### Work task
What is needed here is an exact transcription of the entries that follow.

*** Opening Records for the task ***

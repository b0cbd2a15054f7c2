//! src/client/mod.rs
//!
//! The visitor-facing side of the contact form: field state, modal feedback
//! and the two ways a validated submission leaves the page.
mod controller;
pub use controller::{ContactFormController, SubmitOutcome};

mod dispatcher;
pub use dispatcher::{DispatchError, Dispatcher, HttpDispatcher, Receipt};

mod form;
pub use form::{ContactFormState, FieldControl};

mod page;
pub use page::{Page, RecordingPage};

mod presenter;
pub use presenter::{ClickTarget, FeedbackPresenter, ModalKind, MODAL_MESSAGE_ID};

mod whatsapp;
pub use whatsapp::{InvalidNumber, WhatsAppDispatcher};

pub const SUCCESS_MESSAGE: &str = "Thank you! Your message has been sent successfully.";
pub const SUBMIT_FAILURE: &str =
    "There was an error submitting your message. Please try again later.";
pub const REDIRECT_ACKNOWLEDGEMENT: &str =
    "Thank you! You'll be redirected to WhatsApp to send your message.";
//! tests/api/health_check.rs

use crate::helpers::setup;

#[tokio::test]
async fn health_check_works() {
    let test = setup().await;

    let response = test.get("/health_check").await;

    assert!(response.status().is_success());
    assert_eq!(Some(0), response.content_length());
}
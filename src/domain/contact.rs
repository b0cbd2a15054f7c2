//! src/domain/contact.rs
use crate::domain::Field;
use once_cell::sync::Lazy;
use regex::Regex;
use serde::{Deserialize, Serialize, Serializer};
use std::collections::BTreeMap;

static EMAIL_PATTERN: Lazy<Regex> = Lazy::new(|| {
    Regex::new(r"^[^\s@]+@[^\s@]+\.[^\s@]+$").expect("Email pattern is a valid regex")
});

#[derive(thiserror::Error, Debug, Clone, PartialEq, Eq)]
pub enum FieldError {
    #[error("{0} is required")]
    Required(Field),
    #[error("Please enter a valid email")]
    InvalidEmail,
}

/// Raw field values as typed by the visitor or as posted to the endpoint.
///
/// Missing keys deserialize to empty strings.
#[derive(Debug, Clone, Default, PartialEq, Eq, Deserialize, Serialize)]
#[serde(default)]
pub struct ContactForm {
    pub name: String,
    pub email: String,
    pub subject: String,
    pub message: String,
}

impl ContactForm {
    pub fn value(&self, field: Field) -> &str {
        match field {
            Field::Name => &self.name,
            Field::Email => &self.email,
            Field::Subject => &self.subject,
            Field::Message => &self.message,
        }
    }

    /// Runs every field rule, collecting all failures rather than stopping at the first.
    pub fn check(&self) -> ValidationErrors {
        let mut errors = ValidationErrors::default();

        for field in Field::ALL {
            if let Err(e) = check_field(field, self.value(field).trim()) {
                errors.insert(field, e);
            }
        }

        errors
    }

    pub fn validate(&self) -> Result<ContactSubmission, ValidationErrors> {
        let errors = self.check();
        if !errors.is_empty() {
            return Err(errors);
        }

        Ok(ContactSubmission {
            name: self.name.trim().to_owned(),
            email: self.email.trim().to_owned(),
            subject: self.subject.trim().to_owned(),
            message: self.message.trim().to_owned(),
        })
    }
}

fn check_field(field: Field, value: &str) -> Result<(), FieldError> {
    if value.is_empty() {
        return Err(FieldError::Required(field));
    }

    if field == Field::Email && !is_well_formed_email(value) {
        return Err(FieldError::InvalidEmail);
    }

    Ok(())
}

pub fn is_well_formed_email(s: &str) -> bool {
    EMAIL_PATTERN.is_match(s)
}

/// A submission whose four fields passed validation. Only `ContactForm::validate` builds one.
#[derive(Debug, Clone, PartialEq, Eq, Serialize)]
pub struct ContactSubmission {
    name: String,
    email: String,
    subject: String,
    message: String,
}

impl ContactSubmission {
    pub fn name(&self) -> &str {
        &self.name
    }

    pub fn email(&self) -> &str {
        &self.email
    }

    pub fn subject(&self) -> &str {
        &self.subject
    }

    pub fn message(&self) -> &str {
        &self.message
    }
}

/// Failing fields of one validation pass, kept in form order.
#[derive(Debug, Clone, Default, PartialEq, Eq)]
pub struct ValidationErrors(BTreeMap<Field, FieldError>);

impl ValidationErrors {
    fn insert(&mut self, field: Field, error: FieldError) {
        self.0.insert(field, error);
    }

    pub fn is_empty(&self) -> bool {
        self.0.is_empty()
    }

    pub fn len(&self) -> usize {
        self.0.len()
    }

    pub fn get(&self, field: Field) -> Option<&FieldError> {
        self.0.get(&field)
    }

    pub fn fields(&self) -> impl Iterator<Item = Field> + '_ {
        self.0.keys().copied()
    }

    pub fn iter(&self) -> impl Iterator<Item = (Field, &FieldError)> + '_ {
        self.0.iter().map(|(field, error)| (*field, error))
    }

    pub fn first(&self) -> Option<Field> {
        self.0.keys().next().copied()
    }

    /// "Please fill in the following fields: Name, Email"
    pub fn summary(&self) -> String {
        let labels: Vec<_> = self.fields().map(|field| field.label()).collect();
        format!("Please fill in the following fields: {}", labels.join(", "))
    }
}

impl std::fmt::Display for ValidationErrors {
    fn fmt(&self, f: &mut std::fmt::Formatter<'_>) -> std::fmt::Result {
        f.write_str(&self.summary())
    }
}

impl std::error::Error for ValidationErrors {}

impl Serialize for ValidationErrors {
    fn serialize<S: Serializer>(&self, serializer: S) -> Result<S::Ok, S::Error> {
        serializer.collect_map(
            self.iter()
                .map(|(field, error)| (field.as_str(), error.to_string())),
        )
    }
}
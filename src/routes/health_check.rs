//! src/routes/health_check.rs
use actix_web::HttpResponse;

/// Liveness probe. Does not touch storage or the notification transport.
pub async fn health_check() -> HttpResponse {
    HttpResponse::Ok().finish()
}
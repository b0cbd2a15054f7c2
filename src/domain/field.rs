//! src/domain/field.rs
use serde::Serialize;

/// The fixed set of contact form fields, in form order.
#[derive(Debug, Clone, Copy, PartialEq, Eq, PartialOrd, Ord, Hash, Serialize)]
#[serde(rename_all = "lowercase")]
pub enum Field {
    Name,
    Email,
    Subject,
    Message,
}

impl Field {
    pub const ALL: [Field; 4] = [Field::Name, Field::Email, Field::Subject, Field::Message];

    /// Element identifier of the input control, also the posted form key.
    pub fn as_str(&self) -> &'static str {
        match self {
            Field::Name => "name",
            Field::Email => "email",
            Field::Subject => "subject",
            Field::Message => "message",
        }
    }

    /// Human readable label used in error texts.
    pub fn label(&self) -> &'static str {
        match self {
            Field::Name => "Name",
            Field::Email => "Email",
            Field::Subject => "Subject",
            Field::Message => "Message",
        }
    }

    /// Element identifier of the slot that shows this field's error text.
    pub fn error_slot_id(&self) -> &'static str {
        match self {
            Field::Name => "name-error",
            Field::Email => "email-error",
            Field::Subject => "subject-error",
            Field::Message => "message-error",
        }
    }

    pub(crate) fn index(&self) -> usize {
        *self as usize
    }
}

impl std::fmt::Display for Field {
    fn fmt(&self, f: &mut std::fmt::Formatter<'_>) -> std::fmt::Result {
        f.write_str(self.label())
    }
}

*** Closing Records for the task ***

### Solution below
repository b0cbd2a15054f7c2
//! src/client/mod.rs
//!
//! The visitor-facing side of the contact form: field state, modal feedback
//! and the two ways a validated submission leaves the page.
mod controller;
pub use controller::{ContactFormController, SubmitOutcome};

mod dispatcher;
pub use dispatcher::{DispatchError, Dispatcher, HttpDispatcher, Receipt};

mod form;
pub use form::{ContactFormState, FieldControl};

mod page;
pub use page::{Page, RecordingPage};

mod presenter;
pub use presenter::{ClickTarget, FeedbackPresenter, ModalKind, MODAL_MESSAGE_ID};

mod whatsapp;
pub use whatsapp::{InvalidNumber, WhatsAppDispatcher};

pub const SUCCESS_MESSAGE: &str = "Thank you! Your message has been sent successfully.";
pub const SUBMIT_FAILURE: &str =
    "There was an error submitting your message. Please try again later.";
pub const REDIRECT_ACKNOWLEDGEMENT: &str =
    "Thank you! You'll be redirected to WhatsApp to send your message.";
//! tests/api/health_check.rs

use crate::helpers::setup;

#[tokio::test]
async fn health_check_works() {
    let test = setup().await;

    let response = test.get("/health_check").await;

    assert!(response.status().is_success());
    assert_eq!(Some(0), response.content_length());
}
filename src/domain/contact.rs
repository b0cbd2a15054f7c2
//! src/domain/contact.rs
use crate::domain::Field;
use once_cell::sync::Lazy;
use regex::Regex;
use serde::{Deserialize, Serialize, Serializer};
use std::collections::BTreeMap;

static EMAIL_PATTERN: Lazy<Regex> = Lazy::new(|| {
    Regex::new(r"^[^\s@]+@[^\s@]+\.[^\s@]+$").expect("Email pattern is a valid regex")
});

#[derive(thiserror::Error, Debug, Clone, PartialEq, Eq)]
pub enum FieldError {
    #[error("{0} is required")]
    Required(Field),
    #[error("Please enter a valid email")]
    InvalidEmail,
}

/// Raw field values as typed by the visitor or as posted to the endpoint.
///
/// Missing keys deserialize to empty strings.
#[derive(Debug, Clone, Default, PartialEq, Eq, Deserialize, Serialize)]
#[serde(default)]
pub struct ContactForm {
    pub name: String,
    pub email: String,
    pub subject: String,
    pub message: String,
}

impl ContactForm {
    pub fn value(&self, field: Field) -> &str {
        match field {
            Field::Name => &self.name,
            Field::Email => &self.email,
            Field::Subject => &self.subject,
            Field::Message => &self.message,
        }
    }

    /// Runs every field rule, collecting all failures rather than stopping at the first.
    pub fn check(&self) -> ValidationErrors {
        let mut errors = ValidationErrors::default();

        for field in Field::ALL {
            if let Err(e) = check_field(field, self.value(field).trim()) {
                errors.insert(field, e);
            }
        }

        errors
    }

    pub fn validate(&self) -> Result<ContactSubmission, ValidationErrors> {
        let errors = self.check();
        if !errors.is_empty() {
            return Err(errors);
        }

        Ok(ContactSubmission {
            name: self.name.trim().to_owned(),
            email: self.email.trim().to_owned(),
            subject: self.subject.trim().to_owned(),
            message: self.message.trim().to_owned(),
        })
    }
}

fn check_field(field: Field, value: &str) -> Result<(), FieldError> {
    if value.is_empty() {
        return Err(FieldError::Required(field));
    }

    if field == Field::Email && !is_well_formed_email(value) {
        return Err(FieldError::InvalidEmail);
    }

    Ok(())
}

pub fn is_well_formed_email(s: &str) -> bool {
    EMAIL_PATTERN.is_match(s)
}

/// A submission whose four fields passed validation. Only `ContactForm::validate` builds one.
#[derive(Debug, Clone, PartialEq, Eq, Serialize)]
pub struct ContactSubmission {
    name: String,
    email: String,
    subject: String,
    message: String,
}

impl ContactSubmission {
    pub fn name(&self) -> &str {
        &self.name
    }

    pub fn email(&self) -> &str {
        &self.email
    }

    pub fn subject(&self) -> &str {
        &self.subject
    }

    pub fn message(&self) -> &str {
        &self.message
    }
}

/// Failing fields of one validation pass, kept in form order.
#[derive(Debug, Clone, Default, PartialEq, Eq)]
pub struct ValidationErrors(BTreeMap<Field, FieldError>);

impl ValidationErrors {
    fn insert(&mut self, field: Field, error: FieldError) {
        self.0.insert(field, error);
    }

    pub fn is_empty(&self) -> bool {
        self.0.is_empty()
    }

    pub fn len(&self) -> usize {
        self.0.len()
    }

    pub fn get(&self, field: Field) -> Option<&FieldError> {
        self.0.get(&field)
    }

    pub fn fields(&self) -> impl Iterator<Item = Field> + '_ {
        self.0.keys().copied()
    }

    pub fn iter(&self) -> impl Iterator<Item = (Field, &FieldError)> + '_ {
        self.0.iter().map(|(field, error)| (*field, error))
    }

    pub fn first(&self) -> Option<Field> {
        self.0.keys().next().copied()
    }

    /// "Please fill in the following fields: Name, Email"
    pub fn summary(&self) -> String {
        let labels: Vec<_> = self.fields().map(|field| field.label()).collect();
        format!("Please fill in the following fields: {}", labels.join(", "))
    }
}

impl std::fmt::Display for ValidationErrors {
    fn fmt(&self, f: &mut std::fmt::Formatter<'_>) -> std::fmt::Result {
        f.write_str(&self.summary())
    }
}

impl std::error::Error for ValidationErrors {}

impl Serialize for ValidationErrors {
    fn serialize<S: Serializer>(&self, serializer: S) -> Result<S::Ok, S::Error> {
        serializer.collect_map(
            self.iter()
                .map(|(field, error)| (field.as_str(), error.to_string())),
        )
    }
}
filename src/routes/health_check.rs
//! src/routes/health_check.rs
use actix_web::HttpResponse;

/// Liveness probe. Does not touch storage or the notification transport.
pub async fn health_check() -> HttpResponse {
    HttpResponse::Ok().finish()
}
repository b0cbd2a15054f7c2
filename src/domain/field.rs
//! src/domain/field.rs
use serde::Serialize;

/// The fixed set of contact form fields, in form order.
#[derive(Debug, Clone, Copy, PartialEq, Eq, PartialOrd, Ord, Hash, Serialize)]
#[serde(rename_all = "lowercase")]
pub enum Field {
    Name,
    Email,
    Subject,
    Message,
}

impl Field {
    pub const ALL: [Field; 4] = [Field::Name, Field::Email, Field::Subject, Field::Message];

    /// Element identifier of the input control, also the posted form key.
    pub fn as_str(&self) -> &'static str {
        match self {
            Field::Name => "name",
            Field::Email => "email",
            Field::Subject => "subject",
            Field::Message => "message",
        }
    }

    /// Human readable label used in error texts.
    pub fn label(&self) -> &'static str {
        match self {
            Field::Name => "Name",
            Field::Email => "Email",
            Field::Subject => "Subject",
            Field::Message => "Message",
        }
    }

    /// Element identifier of the slot that shows this field's error text.
    pub fn error_slot_id(&self) -> &'static str {
        match self {
            Field::Name => "name-error",
            Field::Email => "email-error",
            Field::Subject => "subject-error",
            Field::Message => "message-error",
        }
    }

    pub(crate) fn index(&self) -> usize {
        *self as usize
    }
}

impl std::fmt::Display for Field {
    fn fmt(&self, f: &mut std::fmt::Formatter<'_>) -> std::fmt::Result {
        f.write_str(self.label())
    }
}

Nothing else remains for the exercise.